Here, we conducted a longitudinal study to assess the brain surface gyrification changes in older breast cancer survivors. We hypothesized that gyrification would be decreased in the older long-term breast cancer survivors with exposure to chemotherapy, which would be correlated with cognitive changes. To test this hypothesis, we assessed brain gyrification on brain MRI and cognitive performance via neuropsychological (NP) testing in older breast cancer survivors who had chemotherapy treatment 5–15 years prior to enrollment and compared this group to the two control groups including the no-chemotherapy group and healthy control group over two years.
Methods
a. Subjects
The study was a neuroimaging sub-study of a multicenter trial of long-term breast cancer survivors (parent trial: Cognition in Older Breast Cancer Survivors: Treatment Exposure, APOE and Smoking History, NCT02122107). Breast cancer survivors treated with chemotherapy (C+) or without chemotherapy (C−) 5-15 years prior and age & sex-matched healthy controls (HC) with no history of cancer were enrolled. All participants were aged ≥ 65 years at the time of initial enrollment.
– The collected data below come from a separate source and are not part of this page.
impl Conversation {
    /// Create a conversation, restoring the log from the store if present.
    #[must_use]
    pub fn new(deps: ConversationDeps, settings: ConversationSettings) -> Self {
        let log = ConversationLog::load(deps.store.as_ref(), &settings.history_key);
        info!(
            "conversation ready: {} messages, speech {}",
            log.len(),
            if settings.speech_enabled { "on" } else { "off" }
        );
        let inner = Inner {
            ids: MessageIds::after(&log),
            log,
            state: TurnState::Idle,
            speech_enabled: settings.speech_enabled,
            session: None,
            turn: 0,
        };
        Self {
            deps,
            settings,
            inner: Mutex::new(inner),
        }
    }

    /// Run one turn: append `text`, fetch and append the reply, then speak it.
    ///
    /// Service failures never surface here: a failed chat call appends
    /// [`FALLBACK_REPLY`] and a failed speech call just skips audio.
    ///
    /// # Errors
    ///
    /// [`ChatError::EmptyMessage`] for blank input, and
    /// [`ChatError::TurnInProgress`] when not [`TurnState::Idle`]. The log is
    /// unchanged and no service is called in either case.
    pub async fn submit(&self, text: &str) -> Result<TurnOutcome> {
        let text = text.trim();
        if text.is_empty() {
            return Err(ChatError::EmptyMessage);
        }

        let (turn, mut session) = {
            let mut inner = self.lock();
            if inner.state != TurnState::Idle {
                debug!("rejecting submit while {:?}", inner.state);
                return Err(ChatError::TurnInProgress);
            }
            self.deps.playback.stop();
            inner.turn += 1;
            inner.state = TurnState::AwaitingReply;
            inner.append(Sender::User, text.to_owned());
            self.persist(&inner.log);
            let session = inner
                .session
                .take()
                .unwrap_or_else(|| self.deps.chat.open_session());
            (inner.turn, session)
        };
        let _guard = TurnGuard { conversation: self, turn };

        let reply_text = match self.deps.chat.send_turn(text, &mut session).await {
            Ok(reply) => reply,
            Err(e) => {
                warn!("error getting AI response: {e}");
                FALLBACK_REPLY.to_owned()
            }
        };

        let reply = {
            let mut inner = self.lock();
            if inner.turn != turn {
                debug!("turn {turn} overtaken by clear, dropping reply");
                return Ok(TurnOutcome::Discarded);
            }
            inner.session = Some(session);
            let reply = inner.append(Sender::Bot, reply_text);
            self.persist(&inner.log);

            if !inner.speech_enabled || reply.text.is_empty() {
                inner.state = TurnState::Idle;
                return Ok(TurnOutcome::Completed {
                    reply,
                    spoke: false,
                });
            }
            inner.state = TurnState::AwaitingSpeech;
            reply
        };

        let audio = match self.deps.speech.synthesize(&reply.text).await {
            Ok(audio) => audio,
            Err(e) => {
                warn!("error generating speech: {e}");
                None
            }
        };

        let buffer = {
            let mut inner = self.lock();
            if inner.turn != turn {
                debug!("turn {turn} overtaken by clear, dropping speech");
                return Ok(TurnOutcome::Discarded);
            }
            let buffer = match audio {
                Some(_) if !inner.speech_enabled => {
                    debug!("speech switched off while synthesizing, dropping audio");
                    None
                }
                Some(base64) => self.decode_speech(&base64),
                None => None,
            };
            let Some(buffer) = buffer else {
                inner.state = TurnState::Idle;
                return Ok(TurnOutcome::Completed {
                    reply,
                    spoke: false,
                });
            };
            buffer
        };

        // Opening the output device can block, so it runs off the runtime
        // with the conversation unlocked.
        let playback = Arc::clone(&self.deps.playback);
        let session = match tokio::task::spawn_blocking(move || playback.play(buffer)).await {
            Ok(session) => session,
            Err(e) => {
                warn!("playback task failed: {e}");
                None
            }
        };

        // A clear or a switch to silence may have landed while the output
        // was starting; it could not stop a session that was not yet active.
        let mut inner = self.lock();
        let current = inner.turn == turn;
        let spoke = match session {
            Some(session) if !current || !inner.speech_enabled => {
                debug!("speech interrupted while starting, stopping {session}");
                self.deps.playback.stop_session(session);
                false
            }
            Some(_) => true,
            None => false,
        };
        if !current {
            return Ok(TurnOutcome::Discarded);
        }
        inner.state = TurnState::Idle;
        Ok(TurnOutcome::Completed { reply, spoke })
    }

    /// Reset to a single greeting and forget the chat session.
    ///
    /// Valid in any state. A turn still in flight is abandoned.
    pub fn clear(&self) {
        let mut inner = self.lock();
        self.deps.playback.stop();
        inner.session = None;
        inner.turn += 1;
        inner.state = TurnState::Idle;
        inner.log = ConversationLog::with_greeting(CLEARED_GREETING);
        inner.ids = MessageIds::after(&inner.log);
        self.persist(&inner.log);
        info!("conversation cleared");
    }

    /// Flip whether replies are spoken. Turning speech off stops playback.
    ///
    /// Returns the new setting.
    pub fn toggle_speech(&self) -> bool {
        let mut inner = self.lock();
        let enabled = !inner.speech_enabled;
        self.apply_speech_enabled(&mut inner, enabled);
        enabled
    }

    /// Set whether replies are spoken. Turning speech off stops playback.
    pub fn set_speech_enabled(&self, enabled: bool) {
        let mut inner = self.lock();
        self.apply_speech_enabled(&mut inner, enabled);
    }

    /// Whether replies are spoken.
    #[must_use]
    pub fn is_speech_enabled(&self) -> bool {
        self.lock().speech_enabled
    }

    /// Snapshot of the log, oldest first.
    #[must_use]
    pub fn messages(&self) -> Vec<Message> {
        self.lock().log.messages().to_vec()
    }

    /// Current turn state.
    #[must_use]
    pub fn state(&self) -> TurnState {
        self.lock().state
    }

    /// Whether a turn is in flight.
    #[must_use]
    pub fn is_busy(&self) -> bool {
        self.state() != TurnState::Idle
    }

    /// The playback controller driven by this conversation.
    #[must_use]
    pub fn playback(&self) -> &PlaybackController {
        &self.deps.playback
    }

    fn apply_speech_enabled(&self, inner: &mut Inner, enabled: bool) {
        if inner.speech_enabled && !enabled {
            self.deps.playback.stop();
        }
        if inner.speech_enabled != enabled {
            info!("speech {}", if enabled { "enabled" } else { "disabled" });
        }
        inner.speech_enabled = enabled;
    }

    fn decode_speech(&self, base64: &str) -> Option<AudioBuffer> {
        match pcm::decode_pcm_base64(base64, self.settings.sample_rate, self.settings.channels) {
            Ok(buffer) if buffer.is_empty() => {
                debug!("speech payload holds no samples");
                None
            }
            Ok(buffer) => {
                debug!("decoded {:.1?} of speech", buffer.duration());
                Some(buffer)
            }
            Err(e) => {
                warn!("skipping speech: {e}");
                None
            }
        }
    }

    fn persist(&self, log: &ConversationLog) {
        let result = log
            .to_json()
            .map_err(|e| ChatError::Persistence(e.to_string()))
            .and_then(|json| self.deps.store.set(&self.settings.history_key, &json));
        if let Err(e) = result {
            warn!("failed to save messages: {e}");
        }
    }

    fn lock(&self) -> MutexGuard<'_, Inner> {
        self.inner
            .lock()
            .unwrap_or_else(std::sync::PoisonError::into_inner)
    }
}
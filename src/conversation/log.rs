//! Chat messages and the ordered conversation log.

use crate::store::KeyValueStore;
use chrono::Utc;
use serde::{Deserialize, Serialize};
use tracing::{debug, warn};

/// Greeting seeded into a brand new conversation.
pub const DEFAULT_GREETING: &str = "Hello! I'm an AI-powered chatbot. I can now speak my responses! \
Ask me anything, and use /voice to toggle my voice.";

/// Sole message left after the log is cleared.
pub const CLEARED_GREETING: &str =
    "Chat cleared! Let's start a fresh conversation. What can I help you with?";

/// Author of a chat message.
#[derive(Debug, Clone, Copy, PartialEq, Eq, Serialize, Deserialize)]
#[serde(rename_all = "lowercase")]
pub enum Sender {
    /// Typed by the human.
    User,
    /// Produced by the chat model (or the client on its behalf).
    Bot,
}

/// One entry in the conversation log.
#[derive(Debug, Clone, PartialEq, Eq, Serialize, Deserialize)]
pub struct Message {
    /// Unique, strictly increasing within a conversation.
    pub id: i64,
    /// Message text.
    pub text: String,
    /// Who wrote it.
    pub sender: Sender,
}

impl Message {
    /// Whether the user wrote this message.
    #[must_use]
    pub fn is_user(&self) -> bool {
        self.sender == Sender::User
    }
}

/// Chronologically ordered messages. Never empty.
#[derive(Debug, Clone, PartialEq, Eq)]
pub struct ConversationLog {
    messages: Vec<Message>,
}

impl ConversationLog {
    /// A log holding one bot message with id 1.
    pub fn with_greeting(text: impl Into<String>) -> Self {
        Self {
            messages: vec![Message {
                id: 1,
                text: text.into(),
                sender: Sender::Bot,
            }],
        }
    }

    /// Load the log saved under `key`.
    ///
    /// Missing, unreadable, malformed, or empty data falls back to the
    /// default greeting.
    pub fn load(store: &dyn KeyValueStore, key: &str) -> Self {
        match store.get(key) {
            Ok(Some(raw)) => match serde_json::from_str::<Vec<Message>>(&raw) {
                Ok(messages) if !messages.is_empty() => {
                    debug!("loaded {} messages from '{key}'", messages.len());
                    return Self { messages };
                }
                Ok(_) => debug!("saved log under '{key}' is empty"),
                Err(e) => warn!("failed to parse saved messages: {e}"),
            },
            Ok(None) => debug!("no saved log under '{key}'"),
            Err(e) => warn!("failed to load messages: {e}"),
        }
        Self::with_greeting(DEFAULT_GREETING)
    }

    /// Serialize the log as a JSON array of messages.
    ///
    /// # Errors
    ///
    /// Returns an error if serialization fails.
    pub fn to_json(&self) -> serde_json::Result<String> {
        serde_json::to_string(&self.messages)
    }

    /// All messages, oldest first.
    #[must_use]
    pub fn messages(&self) -> &[Message] {
        &self.messages
    }

    /// Number of messages (always at least one).
    #[must_use]
    pub fn len(&self) -> usize {
        self.messages.len()
    }

    /// Always `false`; present for API symmetry with `len`.
    #[must_use]
    pub fn is_empty(&self) -> bool {
        self.messages.is_empty()
    }

    /// Largest id in the log.
    #[must_use]
    pub fn max_id(&self) -> i64 {
        self.messages.iter().map(|m| m.id).max().unwrap_or(0)
    }

    pub(crate) fn push(&mut self, message: Message) {
        self.messages.push(message);
    }
}

/// Mints message ids from the wall clock in milliseconds, bumped past the
/// previous id so that two messages minted in the same millisecond never
/// collide.
#[derive(Debug, Clone)]
pub struct MessageIds {
    last: i64,
}

impl MessageIds {
    /// Continue after the largest id already in `log`.
    #[must_use]
    pub fn after(log: &ConversationLog) -> Self {
        Self { last: log.max_id() }
    }

    /// Next id.
    pub fn next_id(&mut self) -> i64 {
        let now = Utc::now().timestamp_millis();
        self.last = now.max(self.last.saturating_add(1));
        self.last
    }
}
Study assessment included brain MRI and NP attesting with the National Institute of Health (NIH) Toolbox Cognition Battery both at time point 1 (TP1) upon enrollment and at the 2-year interval at time point 2 (TP2). The eligibility criteria for breast cancer survivors were the following: woman aged 65 years and older with a history of stage I-III breast cancer with or without chemotherapy treatment at 5 to 15 years after surviving breast cancer, and no contraindications such as orbital metal or claustrophobia for brain MRI scans. Exclusion criteria included the following: history of stroke, psychiatric disease, metastatic disease, or any other cancer. Age and sex-matched HCs were enrolled with similar criteria except for the history of cancer. The HCs were recruited via local newspaper advertisements, patient referrals, and community health fairs. This study was approved by the Institutional Review Board (IRB) of City of Hope National Medical Center. Written informed consent was obtained from all participants in compliance with institutional guidelines and the Declaration of Helsinki, as well as local, state, and federal regulations from all participating subjects.
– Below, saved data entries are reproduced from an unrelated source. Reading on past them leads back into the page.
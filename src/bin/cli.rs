//! CLI binary for lucero.

use anyhow::Context;
use clap::{Parser, Subcommand};
use lucero::audio::{CpalOutput, PlaybackController};
use lucero::remote::{GeminiChat, GeminiSpeech};
use lucero::store::{FileStore, KeyValueStore, MemoryStore};
use lucero::{
    ChatError, Conversation, ConversationDeps, ConversationSettings, LuceroConfig, Message,
    TurnOutcome,
};
use std::path::PathBuf;
use std::sync::Arc;
use tokio::io::AsyncBufReadExt;
use tracing::info;
use tracing_appender::non_blocking::WorkerGuard;
use tracing_subscriber::EnvFilter;

/// Lucero: a terminal chat client that speaks its replies.
#[derive(Parser)]
#[command(name = "lucero", version, about)]
struct Cli {
    /// Path to TOML configuration file.
    #[arg(short, long)]
    config: Option<PathBuf>,

    /// Start with spoken replies turned off.
    #[arg(long)]
    no_voice: bool,

    /// Keep the conversation in memory only.
    #[arg(long)]
    ephemeral: bool,

    /// Write logs to stderr instead of the log file.
    #[arg(long)]
    log_stderr: bool,

    /// Subcommand to run.
    #[command(subcommand)]
    command: Option<Command>,
}

/// Available commands.
#[derive(Subcommand)]
enum Command {
    /// Start a chat with the AI.
    Chat,

    /// List available audio output devices.
    Devices,

    /// Write a config file with the default settings.
    Init {
        /// Replace an existing config file.
        #[arg(long)]
        force: bool,
    },
}

/// What a REPL line asks for.
#[derive(Debug, PartialEq, Eq)]
enum Input<'a> {
    Clear,
    Voice,
    History,
    Help,
    Quit,
    Unknown(&'a str),
    Say(&'a str),
    Blank,
}

fn parse_input(line: &str) -> Input<'_> {
    let line = line.trim();
    match line {
        "" => Input::Blank,
        "/clear" => Input::Clear,
        "/voice" => Input::Voice,
        "/history" => Input::History,
        "/help" => Input::Help,
        "/quit" | "/exit" => Input::Quit,
        cmd if cmd.starts_with('/') => Input::Unknown(cmd),
        text => Input::Say(text),
    }
}

#[tokio::main]
async fn main() -> anyhow::Result<()> {
    let cli = Cli::parse();

    // Logs go to a file by default so they never interleave with the chat.
    // Users can override the filter with RUST_LOG=debug.
    let _log_guard = init_logging(cli.log_stderr)?;

    let config_path = cli
        .config
        .clone()
        .unwrap_or_else(LuceroConfig::default_config_path);

    match cli.command.unwrap_or(Command::Chat) {
        Command::Chat => {
            let config = load_config(&config_path, cli.config.is_some())?;
            run_chat(config, cli.no_voice, cli.ephemeral).await
        }
        Command::Devices => list_devices(),
        Command::Init { force } => write_default_config(&config_path, force),
    }
}

/// Load the config file. A missing default file means default settings; a
/// missing explicit `--config` file is an error.
fn load_config(path: &std::path::Path, explicit: bool) -> anyhow::Result<LuceroConfig> {
    if !explicit && !path.exists() {
        return Ok(LuceroConfig::default());
    }
    LuceroConfig::from_file(path)
        .with_context(|| format!("cannot load config from {}", path.display()))
}

fn write_default_config(path: &std::path::Path, force: bool) -> anyhow::Result<()> {
    if path.exists() && !force {
        anyhow::bail!("{} already exists (use --force to replace it)", path.display());
    }
    LuceroConfig::default()
        .save_to_file(path)
        .with_context(|| format!("cannot write config to {}", path.display()))?;
    println!("Wrote default config to {}", path.display());
    Ok(())
}

fn init_logging(to_stderr: bool) -> anyhow::Result<Option<WorkerGuard>> {
    let filter =
        EnvFilter::try_from_default_env().unwrap_or_else(|_| EnvFilter::new("lucero=info"));

    if to_stderr {
        tracing_subscriber::fmt()
            .with_env_filter(filter)
            .with_writer(std::io::stderr)
            .init();
        return Ok(None);
    }

    let dir = lucero::paths::logs_dir();
    std::fs::create_dir_all(&dir)
        .with_context(|| format!("cannot create log directory {}", dir.display()))?;
    let (writer, guard) =
        tracing_appender::non_blocking(tracing_appender::rolling::daily(dir, "lucero.log"));
    tracing_subscriber::fmt()
        .with_env_filter(filter)
        .with_writer(writer)
        .with_ansi(false)
        .init();
    Ok(Some(guard))
}

async fn run_chat(config: LuceroConfig, no_voice: bool, ephemeral: bool) -> anyhow::Result<()> {
    println!("Lucero v{}", env!("CARGO_PKG_VERSION"));

    let chat = GeminiChat::from_config(&config.chat)
        .context("set GEMINI_API_KEY or [chat] api_key in the config file")?;
    let speech = GeminiSpeech::from_config(&config.chat, &config.tts)?;

    let store: Arc<dyn KeyValueStore> = if ephemeral {
        Arc::new(MemoryStore::new())
    } else {
        let dir = config.storage.effective_dir();
        info!("storing conversation in {}", dir.display());
        Arc::new(FileStore::new(dir))
    };

    let mut settings = ConversationSettings::from_config(&config);
    if no_voice {
        settings.speech_enabled = false;
    }

    let deps = ConversationDeps {
        chat: Arc::new(chat),
        speech: Arc::new(speech),
        playback: Arc::new(PlaybackController::new(Arc::new(CpalOutput::new(
            &config.audio,
        )))),
        store,
    };
    let conversation = Arc::new(Conversation::new(deps, settings));

    println!();
    print_history(&conversation.messages());
    println!(
        "\nVoice is {}. Type /help for commands. Press Ctrl+C to quit.\n",
        on_off(conversation.is_speech_enabled())
    );

    let mut lines = tokio::io::BufReader::new(tokio::io::stdin()).lines();
    loop {
        let line = tokio::select! {
            line = lines.next_line() => line?,
            _ = tokio::signal::ctrl_c() => {
                info!("received Ctrl+C, shutting down...");
                None
            }
        };
        let Some(line) = line else { break };

        match parse_input(&line) {
            Input::Blank => {}
            Input::Quit => break,
            Input::Help => print_help(),
            Input::History => print_history(&conversation.messages()),
            Input::Clear => {
                conversation.clear();
                print_history(&conversation.messages());
            }
            Input::Voice => {
                let enabled = conversation.toggle_speech();
                println!("Voice {}.", on_off(enabled));
            }
            Input::Unknown(cmd) => println!("Unknown command {cmd}. Type /help for commands."),
            Input::Say(_) if conversation.is_busy() => {
                println!("Still working on the last message, please wait.");
            }
            Input::Say(text) => {
                println!("Lucero is thinking...");
                let conversation = Arc::clone(&conversation);
                let text = text.to_owned();
                tokio::spawn(async move {
                    match conversation.submit(&text).await {
                        Ok(TurnOutcome::Completed { reply, spoke }) => {
                            let marker = if spoke { " [speaking]" } else { "" };
                            println!("Lucero: {}{marker}\n", reply.text);
                        }
                        Ok(TurnOutcome::Discarded) => {}
                        Err(ChatError::TurnInProgress) => {
                            println!("Still working on the last message, please wait.");
                        }
                        Err(e) => println!("{e}"),
                    }
                });
            }
        }
    }

    conversation.playback().stop();
    println!("Goodbye!");
    Ok(())
}

fn print_history(messages: &[Message]) {
    for message in messages {
        let who = if message.is_user() { "You" } else { "Lucero" };
        println!("{who}: {}", message.text);
    }
}

fn print_help() {
    println!("Commands:");
    println!("  /clear    start a fresh conversation");
    println!("  /voice    turn spoken replies on or off");
    println!("  /history  show the conversation so far");
    println!("  /help     show this help");
    println!("  /quit     exit");
}

fn on_off(enabled: bool) -> &'static str {
    if enabled { "on" } else { "off" }
}

fn list_devices() -> anyhow::Result<()> {
    println!("Output devices:");
    for name in CpalOutput::list_output_devices()? {
        println!("  - {name}");
    }
    Ok(())
}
b. MRI acquisition and gyrification analysis
All brain MRI scans were acquired for both TP1 and TP2 in the same in-house 3T VERIO Siemens scanner (Siemens, Erlangen, Germany). Structural three-dimensional (3D) T1-weighted magnetization prepared rapid gradient echo (MPRAGE) images were acquired with the following parameters: TR = 1900 millisecond (ms), TE = 2.94 ms, inversion time = 900 ms, FA = 9°, and voxel size = 0.45 x 0.45 x 1.5. Incidental brain pathology was assessed on the T1-weighted MPRAGE and fluid-attenuated inversion recovery (FLAIR) images by the neuroradiologist in the study (BC). The cortical gyrification analysis was performed using the Computational Anatomy Toolbox (CAT12) [24] from the T1-weighted images. All images were manually re-oriented using the statistical parametric mapping toolbox (version SPM12) (Wellcome Department of Cognitive Neurology, UK). The CAT12 and SPM12 toolboxes for our analysis were based on MATLAB (R2019b). The mean gyrification values were analyzed based on Desikan-Killiany (DK40) cortical atlas [37, 38]. We followed the standard pipeline and settings for preprocessing and gyrification analysis [24]. The main steps were as follows: i) extraction of central surface, ii) estimation of the local absolute mean curvature from each vertex point within the 3 mm of this central surface given point, iii) smoothing and resampling of the gyrification maps using full width at half maximum (FWHM) gaussian filter at 20 mm.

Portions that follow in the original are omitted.